# What to produce
Go through the data and report each line that holds the string "push".

Saved data entries:
- - - - -
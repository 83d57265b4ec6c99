//! Reconnect policy and backoff calculation.
//!
//! Portable, sync-only math for the push-channel reconnect loop. The actual
//! async loop lives in `teamsync-realtime` (which has access to tokio); this
//! module only decides *how long to wait* before attempt N:
//!
//! - [`ReconnectPolicy`]: delay parameters (initial, cap, jitter)
//! - [`ReconnectPolicy::delay_ms_with_random`]: exponential backoff with
//!   explicit jitter input, for deterministic tests
//!
//! There is no attempt cap. The channel reconnects for as long as the
//! subscription is wanted, matching browser `EventSource` behavior.

use serde::{Deserialize, Serialize};
use std::time::Duration;

/// Default delay before the first reconnect attempt, in milliseconds.
///
/// Matches the ~3s default browsers use for `EventSource` reconnection.
pub const DEFAULT_INITIAL_DELAY_MS: u64 = 3_000;
/// Default maximum delay between attempts in milliseconds.
pub const DEFAULT_MAX_DELAY_MS: u64 = 30_000;
/// Default jitter factor (0.0–1.0).
pub const DEFAULT_JITTER_FACTOR: f64 = 0.2;

/// Delay parameters for push-channel reconnection.
#[derive(Clone, Copy, Debug, Serialize, Deserialize)]
#[serde(rename_all = "camelCase")]
pub struct ReconnectPolicy {
    /// Delay before the first reconnect attempt in ms (default: 3000).
    #[serde(default = "default_initial_delay_ms")]
    pub initial_delay_ms: u64,
    /// Maximum delay between attempts in ms (default: 30000).
    #[serde(default = "default_max_delay_ms")]
    pub max_delay_ms: u64,
    /// Jitter factor 0.0–1.0 (default: 0.2).
    #[serde(default = "default_jitter_factor")]
    pub jitter_factor: f64,
}

fn default_initial_delay_ms() -> u64 {
    DEFAULT_INITIAL_DELAY_MS
}
fn default_max_delay_ms() -> u64 {
    DEFAULT_MAX_DELAY_MS
}
fn default_jitter_factor() -> f64 {
    DEFAULT_JITTER_FACTOR
}

impl Default for ReconnectPolicy {
    fn default() -> Self {
        Self {
            initial_delay_ms: DEFAULT_INITIAL_DELAY_MS,
            max_delay_ms: DEFAULT_MAX_DELAY_MS,
            jitter_factor: DEFAULT_JITTER_FACTOR,
        }
    }
}

impl ReconnectPolicy {
    /// Backoff delay for a zero-based attempt index, with explicit randomness.
    ///
    /// Formula: `min(max_delay, initial_delay * 2^attempt) * (1 + (random*2-1)
    /// * jitter_factor)`, so `random` in `[0.0, 1.0)` maps to a symmetric
    /// ±`jitter_factor` band around the exponential value.
    #[must_use]
    pub fn delay_ms_with_random(&self, attempt: u32, random: f64) -> u64 {
        let exponential = self.initial_delay_ms.saturating_mul(1u64 << attempt.min(31));
        let capped = exponential.min(self.max_delay_ms);

        let jitter = 1.0 + (random * 2.0 - 1.0) * self.jitter_factor;
        let with_jitter = (capped as f64) * jitter;

        with_jitter.round().max(0.0) as u64
    }

    /// Backoff delay for a zero-based attempt index, jittered with a fresh
    /// random sample.
    #[must_use]
    pub fn delay_ms(&self, attempt: u32) -> u64 {
        self.delay_ms_with_random(attempt, rand::random::<f64>())
    }

    /// [`Self::delay_ms`] as a [`Duration`], the form the async loop sleeps on.
    #[must_use]
    pub fn delay(&self, attempt: u32) -> Duration {
        Duration::from_millis(self.delay_ms(attempt))
    }
}

/// Parse an SSE `retry:` field value into a delay override.
///
/// Servers may push the reconnection delay they want clients to use. The
/// value is a base-10 integer of milliseconds; anything else is ignored,
/// per the SSE processing model.
#[must_use]
pub fn parse_retry_hint(value: &str) -> Option<u64> {
    let trimmed = value.trim();
    if trimmed.is_empty() || !trimmed.bytes().all(|b| b.is_ascii_digit()) {
        return None;
    }
    trimmed.parse::<u64>().ok()
}

// ─────────────────────────────────────────────────────────────────────────────
// Tests
// ─────────────────────────────────────────────────────────────────────────────

#[cfg(test)]
mod tests {
    use super::*;

    // -- ReconnectPolicy --

    #[test]
    fn policy_defaults() {
        let policy = ReconnectPolicy::default();
        assert_eq!(policy.initial_delay_ms, 3_000);
        assert_eq!(policy.max_delay_ms, 30_000);
        assert!((policy.jitter_factor - 0.2).abs() < f64::EPSILON);
    }

    #[test]
    fn policy_serde_defaults() {
        let policy: ReconnectPolicy = serde_json::from_str("{}").unwrap();
        assert_eq!(policy.initial_delay_ms, 3_000);
        assert_eq!(policy.max_delay_ms, 30_000);
    }

    #[test]
    fn policy_serde_roundtrip() {
        let policy = ReconnectPolicy {
            initial_delay_ms: 500,
            max_delay_ms: 10_000,
            jitter_factor: 0.1,
        };
        let json = serde_json::to_string(&policy).unwrap();
        assert!(json.contains("initialDelayMs"));
        let back: ReconnectPolicy = serde_json::from_str(&json).unwrap();
        assert_eq!(back.initial_delay_ms, 500);
        assert_eq!(back.max_delay_ms, 10_000);
    }

    // -- delay_ms_with_random --

    #[test]
    fn backoff_exponential_growth() {
        let policy = ReconnectPolicy {
            initial_delay_ms: 1000,
            max_delay_ms: 60_000,
            jitter_factor: 0.0,
        };
        assert_eq!(policy.delay_ms_with_random(0, 0.5), 1000);
        assert_eq!(policy.delay_ms_with_random(1, 0.5), 2000);
        assert_eq!(policy.delay_ms_with_random(2, 0.5), 4000);
        assert_eq!(policy.delay_ms_with_random(3, 0.5), 8000);
    }

    #[test]
    fn backoff_caps_at_max() {
        let policy = ReconnectPolicy {
            initial_delay_ms: 1000,
            max_delay_ms: 60_000,
            jitter_factor: 0.0,
        };
        assert_eq!(policy.delay_ms_with_random(10, 0.5), 60_000);
    }

    #[test]
    fn backoff_random_zero_is_lower_band() {
        // random = 0.0 → factor = 1 - 0.2 = 0.8
        let policy = ReconnectPolicy {
            initial_delay_ms: 1000,
            max_delay_ms: 60_000,
            jitter_factor: 0.2,
        };
        assert_eq!(policy.delay_ms_with_random(0, 0.0), 800);
    }

    #[test]
    fn backoff_random_half_is_exact() {
        let policy = ReconnectPolicy {
            initial_delay_ms: 1000,
            max_delay_ms: 60_000,
            jitter_factor: 0.2,
        };
        assert_eq!(policy.delay_ms_with_random(0, 0.5), 1000);
    }

    #[test]
    fn backoff_random_one_is_upper_band() {
        let policy = ReconnectPolicy {
            initial_delay_ms: 1000,
            max_delay_ms: 60_000,
            jitter_factor: 0.2,
        };
        assert_eq!(policy.delay_ms_with_random(0, 1.0), 1200);
    }

    #[test]
    fn backoff_high_attempt_no_overflow() {
        let policy = ReconnectPolicy::default();
        let delay = policy.delay_ms_with_random(100, 0.5);
        assert_eq!(delay, policy.max_delay_ms);
    }

    #[test]
    fn backoff_sampled_stays_in_band() {
        let policy = ReconnectPolicy {
            initial_delay_ms: 1000,
            max_delay_ms: 60_000,
            jitter_factor: 0.2,
        };
        for attempt in 0..5 {
            let delay = policy.delay_ms(attempt);
            let base = 1000u64 << attempt;
            assert!(delay >= base * 8 / 10);
            assert!(delay <= base * 12 / 10);
        }
    }

    // -- parse_retry_hint --

    #[test]
    fn retry_hint_parses_integer_ms() {
        assert_eq!(parse_retry_hint("3000"), Some(3000));
        assert_eq!(parse_retry_hint("0"), Some(0));
        assert_eq!(parse_retry_hint(" 250 "), Some(250));
    }

    #[test]
    fn retry_hint_rejects_non_integers() {
        assert_eq!(parse_retry_hint(""), None);
        assert_eq!(parse_retry_hint("-5"), None);
        assert_eq!(parse_retry_hint("3.5"), None);
        assert_eq!(parse_retry_hint("soon"), None);
    }
}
- - - - -
# Answer to this exercise
//! Portable, sync-only math for the push-channel reconnect loop. The actual
/// Delay parameters for push-channel reconnection.
/// Servers may push the reconnection delay they want clients to use. The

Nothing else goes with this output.